Material for this task:
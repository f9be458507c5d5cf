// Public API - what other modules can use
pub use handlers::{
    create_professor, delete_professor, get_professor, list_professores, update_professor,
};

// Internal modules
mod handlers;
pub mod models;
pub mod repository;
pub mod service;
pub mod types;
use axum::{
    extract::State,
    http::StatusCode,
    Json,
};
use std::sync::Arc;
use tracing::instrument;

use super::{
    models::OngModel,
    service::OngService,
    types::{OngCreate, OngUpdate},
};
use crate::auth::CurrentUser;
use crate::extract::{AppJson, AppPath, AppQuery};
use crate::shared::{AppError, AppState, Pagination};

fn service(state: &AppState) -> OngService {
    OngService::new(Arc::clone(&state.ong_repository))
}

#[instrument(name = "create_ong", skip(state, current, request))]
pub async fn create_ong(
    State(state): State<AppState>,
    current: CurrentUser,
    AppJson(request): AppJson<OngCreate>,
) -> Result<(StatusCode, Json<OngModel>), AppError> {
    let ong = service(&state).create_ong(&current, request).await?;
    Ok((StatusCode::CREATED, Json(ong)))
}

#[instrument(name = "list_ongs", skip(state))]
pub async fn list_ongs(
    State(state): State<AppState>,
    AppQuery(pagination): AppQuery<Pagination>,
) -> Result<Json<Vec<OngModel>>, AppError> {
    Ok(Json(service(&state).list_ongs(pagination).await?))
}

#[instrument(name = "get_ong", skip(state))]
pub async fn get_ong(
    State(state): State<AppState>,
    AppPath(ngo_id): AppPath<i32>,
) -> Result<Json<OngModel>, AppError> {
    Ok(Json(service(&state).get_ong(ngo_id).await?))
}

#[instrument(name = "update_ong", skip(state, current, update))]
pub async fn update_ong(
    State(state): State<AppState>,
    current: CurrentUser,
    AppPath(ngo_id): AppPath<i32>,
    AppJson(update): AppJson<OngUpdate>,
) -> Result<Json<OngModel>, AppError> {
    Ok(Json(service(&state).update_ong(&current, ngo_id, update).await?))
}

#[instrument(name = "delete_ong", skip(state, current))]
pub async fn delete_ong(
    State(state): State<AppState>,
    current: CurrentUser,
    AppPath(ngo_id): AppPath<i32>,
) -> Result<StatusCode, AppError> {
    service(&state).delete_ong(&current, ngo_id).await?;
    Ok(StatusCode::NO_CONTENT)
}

Task instructions: The answer consists of every entry, returned exactly.

Answer below:
repository f9be458507c5d5cf
// Public API - what other modules can use
pub use handlers::{
    create_professor, delete_professor, get_professor, list_professores, update_professor,
};

// Internal modules
mod handlers;
pub mod models;
pub mod repository;
pub mod service;
pub mod types;
use axum::{
    extract::State,
    http::StatusCode,
    Json,
};
use std::sync::Arc;
use tracing::instrument;

use super::{
    models::OngModel,
    service::OngService,
    types::{OngCreate, OngUpdate},
};
use crate::auth::CurrentUser;
use crate::extract::{AppJson, AppPath, AppQuery};
use crate::shared::{AppError, AppState, Pagination};

fn service(state: &AppState) -> OngService {
    OngService::new(Arc::clone(&state.ong_repository))
}

#[instrument(name = "create_ong", skip(state, current, request))]
pub async fn create_ong(
    State(state): State<AppState>,
    current: CurrentUser,
    AppJson(request): AppJson<OngCreate>,
) -> Result<(StatusCode, Json<OngModel>), AppError> {
    let ong = service(&state).create_ong(&current, request).await?;
    Ok((StatusCode::CREATED, Json(ong)))
}

#[instrument(name = "list_ongs", skip(state))]
pub async fn list_ongs(
    State(state): State<AppState>,
    AppQuery(pagination): AppQuery<Pagination>,
) -> Result<Json<Vec<OngModel>>, AppError> {
    Ok(Json(service(&state).list_ongs(pagination).await?))
}

#[instrument(name = "get_ong", skip(state))]
pub async fn get_ong(
    State(state): State<AppState>,
    AppPath(ngo_id): AppPath<i32>,
) -> Result<Json<OngModel>, AppError> {
    Ok(Json(service(&state).get_ong(ngo_id).await?))
}

#[instrument(name = "update_ong", skip(state, current, update))]
pub async fn update_ong(
    State(state): State<AppState>,
    current: CurrentUser,
    AppPath(ngo_id): AppPath<i32>,
    AppJson(update): AppJson<OngUpdate>,
) -> Result<Json<OngModel>, AppError> {
    Ok(Json(service(&state).update_ong(&current, ngo_id, update).await?))
}

#[instrument(name = "delete_ong", skip(state, current))]
pub async fn delete_ong(
    State(state): State<AppState>,
    current: CurrentUser,
    AppPath(ngo_id): AppPath<i32>,
) -> Result<StatusCode, AppError> {
    service(&state).delete_ong(&current, ngo_id).await?;
    Ok(StatusCode::NO_CONTENT)
}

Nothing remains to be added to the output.